- Exercise objective -
Restate word for word the entries below, starting with the line with "skipped += 1;" and continuing through the line with "catchment link(s) within". Include both of those lines and no others.

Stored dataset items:
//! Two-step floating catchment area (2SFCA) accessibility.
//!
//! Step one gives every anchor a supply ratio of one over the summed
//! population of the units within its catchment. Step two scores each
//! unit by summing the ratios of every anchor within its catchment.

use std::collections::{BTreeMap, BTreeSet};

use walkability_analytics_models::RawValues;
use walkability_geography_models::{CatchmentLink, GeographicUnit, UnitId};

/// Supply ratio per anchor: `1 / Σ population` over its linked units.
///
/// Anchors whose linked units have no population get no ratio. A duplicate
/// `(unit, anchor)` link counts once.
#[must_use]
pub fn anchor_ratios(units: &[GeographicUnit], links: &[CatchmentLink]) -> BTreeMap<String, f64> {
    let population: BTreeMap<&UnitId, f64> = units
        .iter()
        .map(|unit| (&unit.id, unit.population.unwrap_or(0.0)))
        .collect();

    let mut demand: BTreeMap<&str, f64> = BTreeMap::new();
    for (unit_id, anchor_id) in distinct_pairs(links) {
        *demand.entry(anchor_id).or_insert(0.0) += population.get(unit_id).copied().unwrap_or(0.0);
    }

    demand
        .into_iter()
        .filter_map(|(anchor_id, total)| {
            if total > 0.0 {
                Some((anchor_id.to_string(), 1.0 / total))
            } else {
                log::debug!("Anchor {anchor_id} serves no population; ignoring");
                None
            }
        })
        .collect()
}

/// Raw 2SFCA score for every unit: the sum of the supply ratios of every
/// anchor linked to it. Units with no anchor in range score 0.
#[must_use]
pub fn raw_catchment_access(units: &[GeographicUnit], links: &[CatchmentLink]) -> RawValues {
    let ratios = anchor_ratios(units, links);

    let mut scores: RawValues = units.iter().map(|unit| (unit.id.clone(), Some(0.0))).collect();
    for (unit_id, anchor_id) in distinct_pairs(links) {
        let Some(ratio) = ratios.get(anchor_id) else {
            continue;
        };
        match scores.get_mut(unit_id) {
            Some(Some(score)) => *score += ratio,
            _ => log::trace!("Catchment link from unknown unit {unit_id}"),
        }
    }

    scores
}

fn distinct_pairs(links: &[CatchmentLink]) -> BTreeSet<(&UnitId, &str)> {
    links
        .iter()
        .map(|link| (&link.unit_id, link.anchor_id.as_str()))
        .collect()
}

...

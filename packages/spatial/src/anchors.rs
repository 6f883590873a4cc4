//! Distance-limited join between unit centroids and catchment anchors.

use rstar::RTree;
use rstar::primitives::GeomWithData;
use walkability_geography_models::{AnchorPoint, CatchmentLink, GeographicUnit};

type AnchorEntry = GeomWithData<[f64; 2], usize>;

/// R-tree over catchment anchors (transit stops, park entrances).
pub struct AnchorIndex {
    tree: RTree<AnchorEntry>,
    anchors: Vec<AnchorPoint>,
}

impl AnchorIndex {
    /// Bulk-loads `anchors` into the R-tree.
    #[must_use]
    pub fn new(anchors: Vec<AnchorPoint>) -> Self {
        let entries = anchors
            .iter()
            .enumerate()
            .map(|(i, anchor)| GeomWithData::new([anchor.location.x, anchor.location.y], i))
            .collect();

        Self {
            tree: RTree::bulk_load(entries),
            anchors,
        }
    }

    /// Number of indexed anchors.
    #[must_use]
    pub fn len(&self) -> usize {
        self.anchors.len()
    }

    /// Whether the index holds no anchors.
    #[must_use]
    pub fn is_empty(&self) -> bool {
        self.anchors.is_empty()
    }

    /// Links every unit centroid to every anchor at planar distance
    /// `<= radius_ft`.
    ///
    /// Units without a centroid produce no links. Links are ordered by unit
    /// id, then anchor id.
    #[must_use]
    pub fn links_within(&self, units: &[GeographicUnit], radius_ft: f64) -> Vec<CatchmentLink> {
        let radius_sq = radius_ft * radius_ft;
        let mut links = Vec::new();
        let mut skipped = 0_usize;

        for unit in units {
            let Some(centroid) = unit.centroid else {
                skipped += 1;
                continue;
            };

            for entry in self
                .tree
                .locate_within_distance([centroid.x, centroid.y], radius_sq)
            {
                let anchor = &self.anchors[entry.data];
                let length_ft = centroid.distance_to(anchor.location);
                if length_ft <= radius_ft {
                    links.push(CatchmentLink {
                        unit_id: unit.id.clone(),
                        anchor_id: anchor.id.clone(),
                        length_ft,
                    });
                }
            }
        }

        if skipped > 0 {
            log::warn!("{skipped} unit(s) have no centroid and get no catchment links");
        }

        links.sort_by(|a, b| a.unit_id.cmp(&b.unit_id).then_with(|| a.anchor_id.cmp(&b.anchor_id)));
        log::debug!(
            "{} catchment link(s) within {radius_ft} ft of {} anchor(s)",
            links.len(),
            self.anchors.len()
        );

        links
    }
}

- Exercise solution -
                skipped += 1;
                continue;
            };

            for entry in self
                .tree
                .locate_within_distance([centroid.x, centroid.y], radius_sq)
            {
                let anchor = &self.anchors[entry.data];
                let length_ft = centroid.distance_to(anchor.location);
                if length_ft <= radius_ft {
                    links.push(CatchmentLink {
                        unit_id: unit.id.clone(),
                        anchor_id: anchor.id.clone(),
                        length_ft,
                    });
                }
            }
        }

        if skipped > 0 {
            log::warn!("{skipped} unit(s) have no centroid and get no catchment links");
        }

        links.sort_by(|a, b| a.unit_id.cmp(&b.unit_id).then_with(|| a.anchor_id.cmp(&b.anchor_id)));
        log::debug!(
            "{} catchment link(s) within {radius_ft} ft of {} anchor(s)",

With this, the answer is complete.